Our good cook Charlie, who has had a wide experience with railroad gangs and institutions kept us supplied with pies and that topped the holiday meals, and neither Maureen, Marie Therese nor I could hold a candle to him in the kitchen. I did the bread-baking, four pound-loaves a day and it was the delicious unkneaded bread of Sir Albert Howard’s recommendation. Marie Therese said that she had made it before without success, but it was because she did not have her dough stiff enough. One should be ab1e to pick it up, flouring one’s hands, form it into loaves. Neighbors brought us fruit, coffee, cookies and in spite of the storm we had visitors, Eileen Egan, John O’Donnell, Dave Mason, Dick Roland (of Brooklyn Catholic Action) Stanley and Walter Vishnewski. Jane O’Donnell was home for the holiday and we all missed her, especially her godchild Hans.

It was a happy Christmas time with everyone receiving Communion together. It was good to have Fr. Becker’s informal talks every evening, in addition to homilies at Mass and discussions during the day. It was good to get to bed early, and read Dickens and listen to the snow hit against the window panes in the attic which is the warmest part of the house.

Downstairs it was cold in spite of the furnace (our first use of coal this winter).
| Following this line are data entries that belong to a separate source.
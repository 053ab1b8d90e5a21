use serde::Deserialize;

use gridchess::board::{Board, EvalOptions, Move, SearchOptions};

#[derive(Deserialize)]
struct ProblemSet {
    problems: Vec<Problem>,
}

#[derive(Deserialize)]
struct Problem {
    #[serde(rename = "type")]
    kind: String,
    fen: String,
    moves: String,
}

fn load_problems() -> Vec<Problem> {
    let data = include_str!("data/problems.json");
    let set: ProblemSet = serde_json::from_str(data).expect("invalid problems.json");
    set.problems
        .into_iter()
        .filter(|p| p.kind == "Mate in One")
        .collect()
}

fn solution(moves: &str) -> Move {
    let first = moves.split(';').next().unwrap_or(moves);
    first.replace('-', "").parse().expect("valid move")
}

fn is_mate_after(fen: &str, mv: Move) -> bool {
    let mut board = Board::from_fen(fen);
    assert!(
        board.is_legal_move(mv.from, mv.to, None).unwrap(),
        "{mv} is not legal in {fen}"
    );
    board.apply(mv).unwrap();
    board.check_status(None).unwrap().is_checkmate()
}

#[test]
fn mate_in_one_suite() {
    for problem in load_problems() {
        let mv = solution(&problem.moves);
        assert!(
            is_mate_after(&problem.fen, mv),
            "mate in one failed for fen: {} move: {}",
            problem.fen,
            problem.moves
        );
    }
}

#[test]
fn mate_search_suite() {
    let options = SearchOptions::new(EvalOptions::material_only());
    for problem in load_problems() {
        let mut board = Board::from_fen(&problem.fen);
        let result = board.search(2, &options).unwrap();
        let best = result
            .best_move
            .unwrap_or_else(|| panic!("no move found for fen: {}", problem.fen));
        assert!(
            is_mate_after(&problem.fen, best),
            "search played {best} in {} which does not mate",
            problem.fen
        );
        assert_eq!(board.to_fen(), Board::from_fen(&problem.fen).to_fen());
    }
}
//! Castling rights type.

use std::fmt;

#[cfg(feature = "serde")]
use serde::{Deserialize, Serialize};

use super::piece::Color;

pub(crate) const CASTLE_WHITE_K: u8 = 1 << 0;
pub(crate) const CASTLE_WHITE_Q: u8 = 1 << 1;
pub(crate) const CASTLE_BLACK_K: u8 = 1 << 2;
pub(crate) const CASTLE_BLACK_Q: u8 = 1 << 3;

/// All castling rights combined
pub(crate) const ALL_CASTLING_RIGHTS: u8 =
    CASTLE_WHITE_K | CASTLE_WHITE_Q | CASTLE_BLACK_K | CASTLE_BLACK_Q;

/// Which wing a castling move goes to.
#[derive(Clone, Copy, Debug, PartialEq, Eq, Hash)]
#[cfg_attr(feature = "serde", derive(Serialize, Deserialize))]
pub enum CastleSide {
    King,
    Queen,
}

impl CastleSide {
    pub const BOTH: [CastleSide; 2] = [CastleSide::King, CastleSide::Queen];

    /// File the rook starts on.
    #[inline]
    #[must_use]
    pub(crate) const fn rook_file(self) -> i8 {
        match self {
            CastleSide::King => 7,
            CastleSide::Queen => 0,
        }
    }

    /// File the king lands on.
    #[inline]
    #[must_use]
    pub(crate) const fn king_target_file(self) -> i8 {
        match self {
            CastleSide::King => 6,
            CastleSide::Queen => 2,
        }
    }

    /// File the rook lands on.
    #[inline]
    #[must_use]
    pub(crate) const fn rook_target_file(self) -> i8 {
        match self {
            CastleSide::King => 5,
            CastleSide::Queen => 3,
        }
    }
}

/// The subset of {white-kingside, white-queenside, black-kingside,
/// black-queenside} still permitted.
#[derive(Clone, Copy, Debug, PartialEq, Eq, Hash, Default)]
#[cfg_attr(feature = "serde", derive(Serialize, Deserialize))]
pub struct CastlingRights(u8);

impl CastlingRights {
    #[must_use]
    pub const fn none() -> Self {
        CastlingRights(0)
    }

    #[must_use]
    pub const fn all() -> Self {
        CastlingRights(ALL_CASTLING_RIGHTS)
    }

    #[inline]
    #[must_use]
    pub const fn has(self, color: Color, side: CastleSide) -> bool {
        self.0 & Self::bit_for(color, side) != 0
    }

    #[inline]
    pub fn set(&mut self, color: Color, side: CastleSide) {
        self.0 |= Self::bit_for(color, side);
    }

    #[inline]
    pub fn remove(&mut self, color: Color, side: CastleSide) {
        self.0 &= !Self::bit_for(color, side);
    }

    #[inline]
    pub fn remove_color(&mut self, color: Color) {
        self.remove(color, CastleSide::King);
        self.remove(color, CastleSide::Queen);
    }

    #[inline]
    #[must_use]
    pub const fn is_empty(self) -> bool {
        self.0 == 0
    }

    /// Raw bitmask (for signature hashing)
    #[inline]
    #[must_use]
    pub const fn as_u8(self) -> u8 {
        self.0
    }

    /// Same rights with colors exchanged.
    #[must_use]
    pub fn swap_colors(self) -> Self {
        let mut out = CastlingRights::none();
        for color in Color::BOTH {
            for side in CastleSide::BOTH {
                if self.has(color, side) {
                    out.set(color.opponent(), side);
                }
            }
        }
        out
    }

    /// Parse the notation field (`KQkq` subset or `-`).
    ///
    /// Returns the offending character on failure.
    pub fn from_notation(field: &str) -> Result<Self, char> {
        let mut rights = CastlingRights::none();
        if field == "-" {
            return Ok(rights);
        }
        for c in field.chars() {
            match c {
                'K' => rights.set(Color::White, CastleSide::King),
                'Q' => rights.set(Color::White, CastleSide::Queen),
                'k' => rights.set(Color::Black, CastleSide::King),
                'q' => rights.set(Color::Black, CastleSide::Queen),
                other => return Err(other),
            }
        }
        Ok(rights)
    }

    #[inline]
    const fn bit_for(color: Color, side: CastleSide) -> u8 {
        match (color, side) {
            (Color::White, CastleSide::King) => CASTLE_WHITE_K,
            (Color::White, CastleSide::Queen) => CASTLE_WHITE_Q,
            (Color::Black, CastleSide::King) => CASTLE_BLACK_K,
            (Color::Black, CastleSide::Queen) => CASTLE_BLACK_Q,
        }
    }
}

impl fmt::Display for CastlingRights {
    fn fmt(&self, f: &mut fmt::Formatter<'_>) -> fmt::Result {
        if self.is_empty() {
            return f.write_str("-");
        }
        let letters = [
            (CASTLE_WHITE_K, 'K'),
            (CASTLE_WHITE_Q, 'Q'),
            (CASTLE_BLACK_K, 'k'),
            (CASTLE_BLACK_Q, 'q'),
        ];
        for (bit, letter) in letters {
            if self.0 & bit != 0 {
                write!(f, "{letter}")?;
            }
        }
        Ok(())
    }
}
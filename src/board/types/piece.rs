//! Piece kinds, colors and the packed cell encoding.

use std::fmt;

#[cfg(feature = "serde")]
use serde::{Deserialize, Serialize};

const KING_BIT: u8 = 1 << 0;
const QUEEN_BIT: u8 = 1 << 1;
const BISHOP_BIT: u8 = 1 << 2;
const KNIGHT_BIT: u8 = 1 << 3;
const ROOK_BIT: u8 = 1 << 4;
const PAWN_BIT: u8 = 1 << 5;
const WHITE_BIT: u8 = 1 << 6;
const BLACK_BIT: u8 = 1 << 7;

const KIND_MASK: u8 = KING_BIT | QUEEN_BIT | BISHOP_BIT | KNIGHT_BIT | ROOK_BIT | PAWN_BIT;
const COLOR_MASK: u8 = WHITE_BIT | BLACK_BIT;

/// Chess piece kinds.
#[derive(Clone, Copy, PartialEq, Eq, Hash, Debug, PartialOrd, Ord)]
#[cfg_attr(feature = "serde", derive(Serialize, Deserialize))]
pub enum PieceKind {
    King,
    Queen,
    Bishop,
    Knight,
    Rook,
    Pawn,
}

impl PieceKind {
    /// All kinds in bit order.
    pub const ALL: [PieceKind; 6] = [
        PieceKind::King,
        PieceKind::Queen,
        PieceKind::Bishop,
        PieceKind::Knight,
        PieceKind::Rook,
        PieceKind::Pawn,
    ];

    #[inline]
    #[must_use]
    pub(crate) const fn index(self) -> usize {
        match self {
            PieceKind::King => 0,
            PieceKind::Queen => 1,
            PieceKind::Bishop => 2,
            PieceKind::Knight => 3,
            PieceKind::Rook => 4,
            PieceKind::Pawn => 5,
        }
    }

    #[inline]
    #[must_use]
    const fn bit(self) -> u8 {
        match self {
            PieceKind::King => KING_BIT,
            PieceKind::Queen => QUEEN_BIT,
            PieceKind::Bishop => BISHOP_BIT,
            PieceKind::Knight => KNIGHT_BIT,
            PieceKind::Rook => ROOK_BIT,
            PieceKind::Pawn => PAWN_BIT,
        }
    }

    /// Parse a kind from a notation letter of either case.
    #[must_use]
    pub fn from_char(c: char) -> Option<PieceKind> {
        match c.to_ascii_lowercase() {
            'k' => Some(PieceKind::King),
            'q' => Some(PieceKind::Queen),
            'b' => Some(PieceKind::Bishop),
            'n' => Some(PieceKind::Knight),
            'r' => Some(PieceKind::Rook),
            'p' => Some(PieceKind::Pawn),
            _ => None,
        }
    }

    /// Lowercase notation letter.
    #[inline]
    #[must_use]
    pub const fn to_char(self) -> char {
        match self {
            PieceKind::King => 'k',
            PieceKind::Queen => 'q',
            PieceKind::Bishop => 'b',
            PieceKind::Knight => 'n',
            PieceKind::Rook => 'r',
            PieceKind::Pawn => 'p',
        }
    }
}

impl fmt::Display for PieceKind {
    fn fmt(&self, f: &mut fmt::Formatter<'_>) -> fmt::Result {
        let name = match self {
            PieceKind::King => "king",
            PieceKind::Queen => "queen",
            PieceKind::Bishop => "bishop",
            PieceKind::Knight => "knight",
            PieceKind::Rook => "rook",
            PieceKind::Pawn => "pawn",
        };
        f.write_str(name)
    }
}

/// Chess colors.
#[derive(Clone, Copy, PartialEq, Eq, Hash, Debug, PartialOrd, Ord)]
#[cfg_attr(feature = "serde", derive(Serialize, Deserialize))]
pub enum Color {
    White,
    Black,
}

impl Color {
    /// Both colors in index order (White=0, Black=1)
    pub const BOTH: [Color; 2] = [Color::White, Color::Black];

    #[inline]
    #[must_use]
    pub(crate) const fn index(self) -> usize {
        match self {
            Color::White => 0,
            Color::Black => 1,
        }
    }

    /// Returns the opposite color
    #[inline]
    #[must_use]
    pub const fn opponent(self) -> Color {
        match self {
            Color::White => Color::Black,
            Color::Black => Color::White,
        }
    }

    /// Scoring sign for evaluation (+1 for White, -1 for Black)
    #[inline]
    #[must_use]
    pub const fn sign(self) -> i32 {
        match self {
            Color::White => 1,
            Color::Black => -1,
        }
    }

    /// Back rank for this color (0 for White, 7 for Black)
    #[inline]
    #[must_use]
    pub(crate) const fn back_rank(self) -> i8 {
        match self {
            Color::White => 0,
            Color::Black => 7,
        }
    }

    /// Pawn forward direction (+1 for White, -1 for Black)
    #[inline]
    #[must_use]
    pub(crate) const fn pawn_direction(self) -> i8 {
        match self {
            Color::White => 1,
            Color::Black => -1,
        }
    }

    /// Pawn starting rank (1 for White, 6 for Black)
    #[inline]
    #[must_use]
    pub(crate) const fn pawn_start_rank(self) -> i8 {
        match self {
            Color::White => 1,
            Color::Black => 6,
        }
    }

    #[inline]
    const fn bit(self) -> u8 {
        match self {
            Color::White => WHITE_BIT,
            Color::Black => BLACK_BIT,
        }
    }
}

impl fmt::Display for Color {
    fn fmt(&self, f: &mut fmt::Formatter<'_>) -> fmt::Result {
        match self {
            Color::White => write!(f, "White"),
            Color::Black => write!(f, "Black"),
        }
    }
}

/// Packed contents of one grid cell: a kind bit plus a color bit, or zero for an
/// empty square.
#[derive(Clone, Copy, PartialEq, Eq, Hash, Default)]
#[cfg_attr(feature = "serde", derive(Serialize, Deserialize))]
pub struct Piece(u8);

impl Piece {
    pub const EMPTY: Piece = Piece(0);

    #[inline]
    #[must_use]
    pub const fn new(kind: PieceKind, color: Color) -> Self {
        Piece(kind.bit() | color.bit())
    }

    /// Decode a raw cell value, rejecting anything that is not empty or exactly
    /// one kind bit with exactly one color bit.
    #[must_use]
    pub const fn from_bits(bits: u8) -> Option<Self> {
        if bits == 0 {
            return Some(Piece::EMPTY);
        }
        let kind = bits & KIND_MASK;
        let color = bits & COLOR_MASK;
        if bits & !(KIND_MASK | COLOR_MASK) != 0
            || kind.count_ones() != 1
            || color.count_ones() != 1
        {
            return None;
        }
        Some(Piece(bits))
    }

    #[inline]
    #[must_use]
    pub const fn bits(self) -> u8 {
        self.0
    }

    #[inline]
    #[must_use]
    pub const fn is_empty(self) -> bool {
        self.0 == 0
    }

    #[must_use]
    pub const fn kind(self) -> Option<PieceKind> {
        match self.0 & KIND_MASK {
            KING_BIT => Some(PieceKind::King),
            QUEEN_BIT => Some(PieceKind::Queen),
            BISHOP_BIT => Some(PieceKind::Bishop),
            KNIGHT_BIT => Some(PieceKind::Knight),
            ROOK_BIT => Some(PieceKind::Rook),
            PAWN_BIT => Some(PieceKind::Pawn),
            _ => None,
        }
    }

    #[must_use]
    pub const fn color(self) -> Option<Color> {
        match self.0 & COLOR_MASK {
            WHITE_BIT => Some(Color::White),
            BLACK_BIT => Some(Color::Black),
            _ => None,
        }
    }

    #[inline]
    #[must_use]
    pub const fn is(self, kind: PieceKind, color: Color) -> bool {
        self.0 == kind.bit() | color.bit()
    }

    #[inline]
    #[must_use]
    pub fn is_color(self, color: Color) -> bool {
        self.0 & color.bit() != 0
    }

    /// Same piece with the other color.
    #[must_use]
    pub fn swap_color(self) -> Self {
        match (self.kind(), self.color()) {
            (Some(kind), Some(color)) => Piece::new(kind, color.opponent()),
            _ => self,
        }
    }

    /// Notation letter, uppercase for White.
    #[must_use]
    pub fn to_fen_char(self) -> Option<char> {
        let kind = self.kind()?;
        let c = kind.to_char();
        match self.color()? {
            Color::White => Some(c.to_ascii_uppercase()),
            Color::Black => Some(c),
        }
    }

    #[must_use]
    pub fn from_fen_char(c: char) -> Option<Self> {
        let kind = PieceKind::from_char(c)?;
        let color = if c.is_ascii_uppercase() {
            Color::White
        } else {
            Color::Black
        };
        Some(Piece::new(kind, color))
    }
}

impl fmt::Debug for Piece {
    fn fmt(&self, f: &mut fmt::Formatter<'_>) -> fmt::Result {
        match self.to_fen_char() {
            Some(c) => write!(f, "Piece({c})"),
            None => write!(f, "Piece(-)"),
        }
    }
}

impl fmt::Display for Piece {
    fn fmt(&self, f: &mut fmt::Formatter<'_>) -> fmt::Result {
        match (self.color(), self.kind()) {
            (Some(color), Some(kind)) => write!(f, "{color} {kind}"),
            _ => write!(f, "empty"),
        }
    }
}
use super::super::attack_tables::KNIGHT_TARGETS;
use super::super::error::ChessError;
use super::super::{BoardState, Color, PieceKind, Position};

impl BoardState {
    pub fn knight_destinations(
        &self,
        color: Color,
        from: Position,
    ) -> Result<Vec<Position>, ChessError> {
        self.expect_piece(PieceKind::Knight, color, from)?;
        Ok(KNIGHT_TARGETS[from.index()]
            .iter()
            .copied()
            .filter(|&to| !self.get(to).is_color(color))
            .collect())
    }
}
The walls and ceilings are unfinished and so the wind whistles through. The kitchen is warm, but one has to keep coats on in the dining room. Peter Maurin, what with being so inactive, found it hard to keep warm in spite of woolens, sweaters, stocking cap, and a blanket over his knees. His cough got worse, so when I suggested a visit to Mott street his face lit up. He can be in my room, next to Marjorie, and Joe Hughes, and the children can run in and out and Peter will love that.

Johannah likes to boss him, and she softens her bossiness by putting her pink cheek against his and hugging him. “Peter, you are just an old man and you’ve got to drink your orange juice.” (My daughter used to say when she was a little girl, ‘When you get little and I get big, I’ll take care of you!’) Peter is ‘little’ to Johannah now.

We had to call the doctor for Peter when he came in because his excitement at the change of scene led him to overdo it. The doctor diagnosed his cough as cardiac asthma and said otherwise all was well. So he is not trying to venture out for any walks in this weather. Kay Martin and the baby Joe are in the back room and their stove is so roaring hot that Peter’s bedroom is well heated too. And Hazen and Joe and Dave and Mike have dropped in to see him for a little conversation.

There is a skeleton staff at the farm now that the Christmas holidays are over. The next retreat will be Easter week, for women, but we hope also before then to have some Lenten retreat at the beginning of the season.

I left the farm at 8:10 in the morning, catching the bus which goes right by the door straight in to New York. That same bus goes back up to the farm at 6:30 every night (the driver will put you off at the Catholic Worker Farm, opposite Sunnybrook Farms), but you had better notify people you are coming as the crowd retires at nine at night.

At this point I had intended to start telling about the rest or my trip through the west, but I shall make a separate article of that for the next issue, especially as I wish to deal at some length with Catholic Action as I saw it beginning in the west.

Unfortunately this month I fell victim to the cold and fever which seems to be laying everyone low and the week before going to press finds me in bed, unable to answer letters, thank our good friends for all their help over the holy days, or help with the paper, which is very ably handled, after all, by Jack English, Tom Sullivan and Irene Mary Naughton.

I must remember to bring out the point that in describing the comfort of our Christmas on the farm, I do it to contrast the city and the country. If we who are tied to the city, cannot go villageward at once we can begin to hold it as an ideal for our children and begin to educate them towards it.